False Promises: Adoptive Parents with No Children
Weekend All Things Considered,
National Public Radio
JACKI LYDEN, host:
Earlier this year, we reported on a California-based adoption firm accused of defrauding dozens of would-be parents. Our story spurred California lawmakers to take action, and late last month, Governor Arnold Schwarzenegger signed a bill to curb adoption fraud. Michael Montgomery of American RadioWorks reports.
MICHAEL MONTGOMERY: At about this time last year, we went to Napa, California to interview the president of Yunona, a company billing itself as a specialist in international adoptions.
(Soundbite of American RadioWorks interview)
MONTGOMERY: I'm a reporter. I'm looking for Mr. Jerdev.
Unidentified Woman: He is busy right now.
MONTGOMERY: Ivan Jerdev advertised foreign orphans, mainly from the former Soviet Union, on the company's Web sites. The parents who signed contracts with Yunona told us the orphans were often not available or had serious medical conditions. In some cases the problems were so severe that orphans adopted through Yunona were put in institutions or returned to their native countries. Parents and former employees told us Yunona ignored complaints and pocketed thousands of dollars in fees. Jerdev denied the allegations.
(Soundbite of American RadioWorks interview)
Mr. JERDEV: No, no, never. I can, you know, put my life on it.
MONTGOMERY: But within months, his business collapsed. After our report was broadcast, Napa police closed Yunona's headquarters. Jerdev was arrested in his native Russia, where he had fled, and in Sacramento, State Senator Liz Figueroa held hearings.
State Senator LIZ FIGUEROA (Democrat, California): It was so emotionally charged, because we had people that had put all of their hopes and dreams and really felt that they were going to be a part of a family, and all of a sudden this did not happen.
MONTGOMERY: Figueroa was struck by the numbers. Fraud allegations against Yunona touched as many as 160 families across the nation, with losses approaching $2 million.

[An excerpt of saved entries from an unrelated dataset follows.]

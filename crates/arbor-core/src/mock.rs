//! Deterministic in-process services.
//!
//! [`MockGenerator`] and [`MockReward`] wrap closures, which makes scripted
//! scenarios short to write. [`MockGenerator::seeded`] and
//! [`MockReward::seeded`] produce pseudo-random but reproducible step-wise
//! solutions for demos and benchmarks.
//!
//! ```
//! use arbor_core::generator::Sample;
//! use arbor_core::mock::{MockGenerator, MockReward};
//!
//! let generator = MockGenerator::new(|request| {
//!     Ok(vec![Sample::eos("4"); request.params.n])
//! });
//! let reward = MockReward::new(|_, steps| Ok(vec![0.9; steps.len()]));
//! ```

use crate::error::Result;
use crate::generator::{GenerationRequest, Generator, Sample};
use crate::reward::RewardModel;
use async_trait::async_trait;
use parking_lot::Mutex;
use rand::rngs::StdRng;
use rand::{RngCore, SeedableRng};

type RespondFn = dyn Fn(&GenerationRequest) -> Result<Vec<Sample>> + Send + Sync;
type ScoreFn = dyn Fn(&str, &[String]) -> Result<Vec<f64>> + Send + Sync;

/// Generator backed by a closure.
pub struct MockGenerator {
    respond: Box<RespondFn>,
    batch_sizes: Mutex<Vec<usize>>,
}

impl MockGenerator {
    /// Answer every request with `respond`.
    pub fn new<F>(respond: F) -> Self
    where
        F: Fn(&GenerationRequest) -> Result<Vec<Sample>> + Send + Sync + 'static,
    {
        Self {
            respond: Box::new(respond),
            batch_sizes: Mutex::new(Vec::new()),
        }
    }

    /// Reproducible step-wise solutions, at most `max_depth` steps deep.
    ///
    /// Depth is the number of `## Step` headers after `Solution:`. Output
    /// depends only on the prompt and the request seed.
    pub fn seeded(max_depth: usize) -> Self {
        Self::new(move |request| {
            let seed = request.params.seed.unwrap_or(0);
            let mut rng = StdRng::seed_from_u64(seed ^ fnv1a(request.prompt.as_bytes()));
            let solution = request
                .prompt
                .rsplit_once("Solution:\n")
                .map_or(request.prompt.as_str(), |(_, after)| after);
            let depth = solution.matches("## Step").count();
            let whole = request.params.stop_sequences.is_empty();

            let samples = (0..request.params.n)
                .map(|_| {
                    if whole {
                        let steps = 1 + (rng.next_u64() as usize % max_depth.max(1));
                        let mut text = String::new();
                        for k in 0..steps {
                            text.push_str(&format!("## Step {}: value {}\n\n", k + 1, rng.next_u64() % 100));
                        }
                        text.push_str(&final_answer(rng.next_u64()));
                        Sample::eos(text)
                    } else {
                        let value = rng.next_u64();
                        if depth + 1 >= max_depth || value % 5 == 0 {
                            Sample::eos(final_answer(value))
                        } else {
                            Sample::stop(format!("## Step {}: value {}\n\n", depth + 1, value % 100))
                        }
                    }
                })
                .collect();
            Ok(samples)
        })
    }

    /// Number of generate calls made (batched or single).
    pub fn num_calls(&self) -> usize {
        self.batch_sizes.lock().len()
    }

    /// Size of each batch submitted, in call order.
    pub fn batch_sizes(&self) -> Vec<usize> {
        self.batch_sizes.lock().clone()
    }
}

impl std::fmt::Debug for MockGenerator {
    fn fmt(&self, f: &mut std::fmt::Formatter<'_>) -> std::fmt::Result {
        f.debug_struct("MockGenerator")
            .field("calls", &self.num_calls())
            .finish()
    }
}

#[async_trait]
impl Generator for MockGenerator {
    async fn generate_one(&self, request: &GenerationRequest) -> Result<Vec<Sample>> {
        self.batch_sizes.lock().push(1);
        (self.respond)(request)
    }

    async fn generate(&self, requests: &[GenerationRequest]) -> Vec<Result<Vec<Sample>>> {
        self.batch_sizes.lock().push(requests.len());
        requests.iter().map(|request| (self.respond)(request)).collect()
    }
}

/// Reward model backed by a closure.
pub struct MockReward {
    score: Box<ScoreFn>,
    calls: Mutex<usize>,
}

impl MockReward {
    /// Score every trace with `score`.
    pub fn new<F>(score: F) -> Self
    where
        F: Fn(&str, &[String]) -> Result<Vec<f64>> + Send + Sync + 'static,
    {
        Self {
            score: Box::new(score),
            calls: Mutex::new(0),
        }
    }

    /// Reproducible scores in `[0, 1)` derived from each step's text.
    pub fn seeded() -> Self {
        Self::new(|problem, steps| {
            Ok(steps
                .iter()
                .map(|step| {
                    let h = fnv1a(problem.as_bytes()) ^ fnv1a(step.as_bytes());
                    (h % 1000) as f64 / 1000.0
                })
                .collect())
        })
    }

    /// Number of traces scored.
    pub fn num_scored(&self) -> usize {
        *self.calls.lock()
    }
}

impl std::fmt::Debug for MockReward {
    fn fmt(&self, f: &mut std::fmt::Formatter<'_>) -> std::fmt::Result {
        f.debug_struct("MockReward")
            .field("scored", &self.num_scored())
            .finish()
    }
}

#[async_trait]
impl RewardModel for MockReward {
    async fn score(&self, problem: &str, steps: &[String]) -> Result<Vec<f64>> {
        *self.calls.lock() += 1;
        (self.score)(problem, steps)
    }
}

fn final_answer(value: u64) -> String {
    format!("Therefore, the final answer is: $\\boxed{{{}}}$.", value % 10)
}

fn fnv1a(bytes: &[u8]) -> u64 {
    bytes.iter().fold(0xcbf2_9ce4_8422_2325, |hash, &b| {
        (hash ^ b as u64).wrapping_mul(0x0100_0000_01b3)
    })
}
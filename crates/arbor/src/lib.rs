//! # Arbor
//!
//! Test-time compute engine: spend extra inference per problem on
//! reward-model-guided search and keep the best answer.
//!
//! Arbor wraps [`arbor_core`] with the pieces an application needs:
//! - **Engine**: one object holding the configuration and both services
//! - **JSON lines**: stream problems in and records out
//! - **Logging**: a `tracing` subscriber driven by `RUST_LOG`
//!
//! ## Quick Start
//!
//! ```rust,no_run
//! use arbor::prelude::*;
//! use arbor::mock::{MockGenerator, MockReward};
//!
//! #[tokio::main]
//! async fn main() -> anyhow::Result<()> {
//!     arbor::init_logging();
//!
//!     let engine = Engine::builder()
//!         .approach(Approach::BeamSearch)
//!         .generator(MockGenerator::seeded(4))
//!         .reward_model(MockReward::seeded())
//!         .build()?;
//!
//!     let record = engine.solve(&Problem::new("p0", "What is 6 * 7?")).await?;
//!     println!("{:?}", record.answer);
//!     Ok(())
//! }
//! ```

#![warn(missing_docs)]
#![warn(rustdoc::missing_crate_level_docs)]

// Re-export core crate
pub use arbor_core::*;

mod engine;
pub mod io;

pub use engine::{Engine, EngineBuilder};
pub use io::{JsonLinesSink, JsonLinesSource};

/// Install a `fmt` subscriber filtered by `RUST_LOG` (default `info`).
///
/// Does nothing if a global subscriber is already set.
pub fn init_logging() {
    let filter = tracing_subscriber::EnvFilter::try_from_default_env()
        .unwrap_or_else(|_| tracing_subscriber::EnvFilter::new("info"));

    let _ = tracing_subscriber::fmt().with_env_filter(filter).try_init();
}

/// Commonly used types.
pub mod prelude {
    pub use crate::engine::{Engine, EngineBuilder};
    pub use crate::io::{JsonLinesSink, JsonLinesSource};
    pub use arbor_core::prelude::*;

    // Re-export useful external types
    pub use anyhow;
    pub use tokio;
    pub use tracing;
}
//! Process reward model boundary.
//!
//! A [`RewardModel`] scores a reasoning trace step by step. Scores must be
//! deterministic for identical input, so a retried or repeated request
//! returns the same values.

use crate::error::Result;
use async_trait::async_trait;
use std::sync::Arc;

/// A trace to score.
#[derive(Debug, Clone, PartialEq)]
pub struct ScoreRequest {
    /// Problem text.
    pub problem: String,
    /// Reasoning steps, oldest first.
    pub steps: Vec<String>,
}

impl ScoreRequest {
    /// Create a request.
    pub fn new(problem: impl Into<String>, steps: Vec<String>) -> Self {
        Self {
            problem: problem.into(),
            steps,
        }
    }
}

/// Step-wise scoring service.
#[async_trait]
pub trait RewardModel: Send + Sync {
    /// Score each step of a trace; the result is aligned with `steps`.
    async fn score(&self, problem: &str, steps: &[String]) -> Result<Vec<f64>>;

    /// Score a batch of traces, one result per request.
    async fn score_batch(&self, requests: &[ScoreRequest]) -> Vec<Result<Vec<f64>>> {
        let mut results = Vec::with_capacity(requests.len());
        for request in requests {
            results.push(self.score(&request.problem, &request.steps).await);
        }
        results
    }
}

#[async_trait]
impl<R: RewardModel + ?Sized> RewardModel for Arc<R> {
    async fn score(&self, problem: &str, steps: &[String]) -> Result<Vec<f64>> {
        (**self).score(problem, steps).await
    }

    async fn score_batch(&self, requests: &[ScoreRequest]) -> Vec<Result<Vec<f64>>> {
        (**self).score_batch(requests).await
    }
}

#[cfg(test)]
mod tests {
    use super::*;
    use crate::error::ArborError;
    use crate::mock::MockReward;

    #[tokio::test]
    async fn default_batch_scores_each_request() {
        let reward = MockReward::new(|_, steps| Ok(vec![0.5; steps.len()]));
        let requests = vec![
            ScoreRequest::new("p", vec!["a".into()]),
            ScoreRequest::new("p", vec!["a".into(), "b".into()]),
        ];

        let results = reward.score_batch(&requests).await;

        assert_eq!(results[0].as_ref().unwrap(), &vec![0.5]);
        assert_eq!(results[1].as_ref().unwrap(), &vec![0.5, 0.5]);
    }

    #[tokio::test]
    async fn failures_stay_per_request() {
        let reward = MockReward::new(|_, steps| {
            if steps.iter().any(|s| s == "poison") {
                Err(ArborError::Scoring("rejected".into()))
            } else {
                Ok(vec![1.0; steps.len()])
            }
        });
        let requests = vec![
            ScoreRequest::new("p", vec!["poison".into()]),
            ScoreRequest::new("p", vec!["fine".into()]),
        ];

        let results = Arc::new(reward).score_batch(&requests).await;

        assert!(results[0].is_err());
        assert!(results[1].is_ok());
    }
}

State Sen. FIGUEROA: And, yeah, you might say one, two families, but when it comes to these number of families, you know that people were going out to get them. It was intentional theft, actually, in many instances.
MONTGOMERY: Figueroa says Yunona's use of the Internet was especially troubling, giving the case national and international implications. Adoption fraud has proliferated as more families seek orphans abroad. One factor: so-called adoption facilitators, like Yunona, that use loopholes in state and federal laws. In some places, facilitators can offer the same kind of services as a licensed adoption agency, but they need little more than a business license.

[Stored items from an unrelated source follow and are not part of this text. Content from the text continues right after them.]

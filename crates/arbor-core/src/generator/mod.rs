//! Generation service boundary.
//!
//! The search core never talks to a model runtime directly. It hands
//! rendered prompts and [`SamplingParams`] to a [`Generator`] and gets back
//! [`Sample`]s with a [`FinishReason`].
//!
//! Implementations should override [`Generator::generate`] to submit the
//! whole batch in one call; the default falls back to one
//! [`Generator::generate_one`] per request.

mod expand;

pub use expand::{expand_steps, ExpandJob, StepExpansion};

use crate::config::SearchConfig;
use crate::error::Result;
use async_trait::async_trait;
use serde::{Deserialize, Serialize};
use std::sync::Arc;

/// Why a sample stopped.
#[derive(Debug, Clone, Copy, PartialEq, Eq, Serialize, Deserialize)]
#[serde(rename_all = "snake_case")]
pub enum FinishReason {
    /// Hit one of the stop sequences.
    Stop,
    /// Hit the token cap.
    Length,
    /// Model emitted end-of-sequence.
    EndOfSequence,
}

/// One generated continuation.
#[derive(Debug, Clone, PartialEq, Serialize, Deserialize)]
pub struct Sample {
    /// Generated text (stop sequence included when one was hit).
    pub text: String,
    /// Tokens generated.
    pub num_tokens: usize,
    /// Why generation stopped.
    pub finish_reason: FinishReason,
}

impl Sample {
    /// Create a sample; token count defaults to whitespace-separated words.
    pub fn new(text: impl Into<String>, finish_reason: FinishReason) -> Self {
        let text = text.into();
        let num_tokens = text.split_whitespace().count();
        Self {
            text,
            num_tokens,
            finish_reason,
        }
    }

    /// A sample that ended on a stop sequence.
    pub fn stop(text: impl Into<String>) -> Self {
        Self::new(text, FinishReason::Stop)
    }

    /// A sample that ended with end-of-sequence.
    pub fn eos(text: impl Into<String>) -> Self {
        Self::new(text, FinishReason::EndOfSequence)
    }

    /// A sample cut off by the token cap.
    pub fn length(text: impl Into<String>) -> Self {
        Self::new(text, FinishReason::Length)
    }
}

/// Sampling parameters for generation.
#[derive(Debug, Clone, PartialEq)]
pub struct SamplingParams {
    /// Samples to draw for the prompt.
    pub n: usize,
    /// Temperature for sampling.
    pub temperature: f32,
    /// Top-p (nucleus) sampling.
    pub top_p: f32,
    /// Top-k sampling (0 disables).
    pub top_k: usize,
    /// Maximum new tokens.
    pub max_tokens: usize,
    /// Stop sequences.
    pub stop_sequences: Vec<String>,
    /// Seed for reproducible sampling.
    pub seed: Option<u64>,
}

impl Default for SamplingParams {
    fn default() -> Self {
        Self {
            n: 1,
            temperature: 1.0,
            top_p: 1.0,
            top_k: 0,
            max_tokens: 256,
            stop_sequences: Vec::new(),
            seed: None,
        }
    }
}

impl SamplingParams {
    /// Greedy sampling (temperature=0).
    pub fn greedy() -> Self {
        Self {
            temperature: 0.0,
            ..Default::default()
        }
    }

    /// Sampling with temperature.
    pub fn with_temperature(temperature: f32) -> Self {
        Self {
            temperature,
            ..Default::default()
        }
    }

    /// Parameters for whole completions (best-of-N).
    pub fn full_completion(config: &SearchConfig) -> Self {
        Self {
            n: config.n,
            temperature: config.temperature,
            top_p: config.top_p,
            max_tokens: config.max_tokens,
            ..Default::default()
        }
    }

    /// Parameters for one reasoning step: stop at the step delimiter.
    pub fn single_step(config: &SearchConfig) -> Self {
        Self {
            n: 1,
            temperature: config.temperature,
            top_p: config.top_p,
            max_tokens: config.max_step_tokens,
            stop_sequences: vec![config.step_delimiter.clone()],
            ..Default::default()
        }
    }

    /// Set the number of samples.
    pub fn with_n(mut self, n: usize) -> Self {
        self.n = n;
        self
    }

    /// Set the sampling seed.
    pub fn with_seed(mut self, seed: u64) -> Self {
        self.seed = Some(seed);
        self
    }
}

/// A prompt plus how to sample from it.
#[derive(Debug, Clone, PartialEq)]
pub struct GenerationRequest {
    /// Rendered prompt text.
    pub prompt: String,
    /// Sampling parameters.
    pub params: SamplingParams,
}

impl GenerationRequest {
    /// Create a request.
    pub fn new(prompt: impl Into<String>, params: SamplingParams) -> Self {
        Self {
            prompt: prompt.into(),
            params,
        }
    }
}

/// Text generation service.
#[async_trait]
pub trait Generator: Send + Sync {
    /// Draw `request.params.n` samples for one prompt.
    async fn generate_one(&self, request: &GenerationRequest) -> Result<Vec<Sample>>;

    /// Draw samples for a batch of prompts, one result per request.
    ///
    /// A failure for one request must not affect the others.
    async fn generate(&self, requests: &[GenerationRequest]) -> Vec<Result<Vec<Sample>>> {
        let mut results = Vec::with_capacity(requests.len());
        for request in requests {
            results.push(self.generate_one(request).await);
        }
        results
    }
}

#[async_trait]
impl<G: Generator + ?Sized> Generator for Arc<G> {
    async fn generate_one(&self, request: &GenerationRequest) -> Result<Vec<Sample>> {
        (**self).generate_one(request).await
    }

    async fn generate(&self, requests: &[GenerationRequest]) -> Vec<Result<Vec<Sample>>> {
        (**self).generate(requests).await
    }
}

#[cfg(test)]
mod tests {
    use super::*;

    #[test]
    fn sampling_params_default() {
        let params = SamplingParams::default();
        assert_eq!(params.n, 1);
        assert_eq!(params.temperature, 1.0);
        assert!(params.stop_sequences.is_empty());
        assert!(params.seed.is_none());
    }

    #[test]
    fn single_step_stops_at_delimiter() {
        let config = SearchConfig {
            temperature: 0.6,
            max_step_tokens: 128,
            ..Default::default()
        };
        let params = SamplingParams::single_step(&config).with_n(3).with_seed(9);

        assert_eq!(params.n, 3);
        assert_eq!(params.temperature, 0.6);
        assert_eq!(params.max_tokens, 128);
        assert_eq!(params.stop_sequences, vec!["\n\n".to_string()]);
        assert_eq!(params.seed, Some(9));
    }

    #[test]
    fn full_completion_has_no_stop() {
        let config = SearchConfig {
            n: 8,
            ..Default::default()
        };
        let params = SamplingParams::full_completion(&config);

        assert_eq!(params.n, 8);
        assert_eq!(params.max_tokens, 2048);
        assert!(params.stop_sequences.is_empty());
    }

    #[test]
    fn greedy_is_zero_temperature() {
        assert_eq!(SamplingParams::greedy().temperature, 0.0);
        assert_eq!(SamplingParams::with_temperature(0.3).temperature, 0.3);
    }

    #[test]
    fn sample_counts_tokens() {
        let sample = Sample::stop("two tokens\n\n");
        assert_eq!(sample.num_tokens, 2);
        assert_eq!(sample.finish_reason, FinishReason::Stop);
    }
}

State Sen. FIGUEROA: We could not believe it. We could not believe the lack of adequate oversight or regulation on this particular group of facilitators, and we felt the state really had an obligation to do something about it.
MONTGOMERY: Figueroa sponsored legislation, now signed into law, that puts new safeguards on adoption facilitators operating in California. The law requires facilitators to post bonds and to undergo background checks and training in social work. It also bans the advertising of orphans, including posting their photos on the Internet. Advocates say the legislation is an important step in stamping out abuses. Beth Hall directs Pact, a nonprofit alliance of adoption groups.
Ms. BETH HALL (Director, Pact): Well, this legislation makes it so that you - that children cannot be dangled in front of people in order to get them to plunk down money. That's what they're trying to address, and I think it's a beginning.
MONTGOMERY: Still, at least 16 states continue to permit adoption facilitators to operate with minimal oversight, according to the federal government, and Beth Hall says adoption has become a lucrative industry that attracts a few unsavory players. She says this is an issue not addressed in the California legislation.
Ms. HALL: Remember, there's a supply and demand, if you will, and I use quotes here which you can't see on the radio. The supply is babies, the demand is adoptive - pre-adoptive parents who are eager to become parents. And a marketplace mentality can easily take over.
MONTGOMERY: The Yunona case was compounded by lack of federal laws. The United States has signed the Hague Convention on Intercountry Adoption. The Convention sets a tough accreditation process for adoption groups. But the U.S. has waited 12 years to implement the accord. U.S. officials are hopeful this will final happen next year. Maura Harty is the assistant secretary of state for consular affairs.
Ms. MAURA HARTY (Assistant Secretary of State for Consular Affairs): The agencies who seek to be accredited under the convention are agencies that will essentially have a very, very high bar that includes a very, very strict disclosure on fees. It will call for professional credentials for their employees. There are strong internal controls required for both their records-keeping as well as their finances.
MONTGOMERY: But the Hague Convention will apply only if countries providing orphans for adoptions also ratify the treaty, and so far Russia has not. Russian authorities, meanwhile, have accused Ivan Jerdev of fraud and child trafficking, and they've linked Yunona to the adoption of a Russian boy murdered by his mother in Illinois. So far they've not set a date for Jerdev's trial. For NPR News and American RadioWorks, I'm Michael Montgomery.
LYDEN: American RadioWorks is a documentary unit of American Public Media.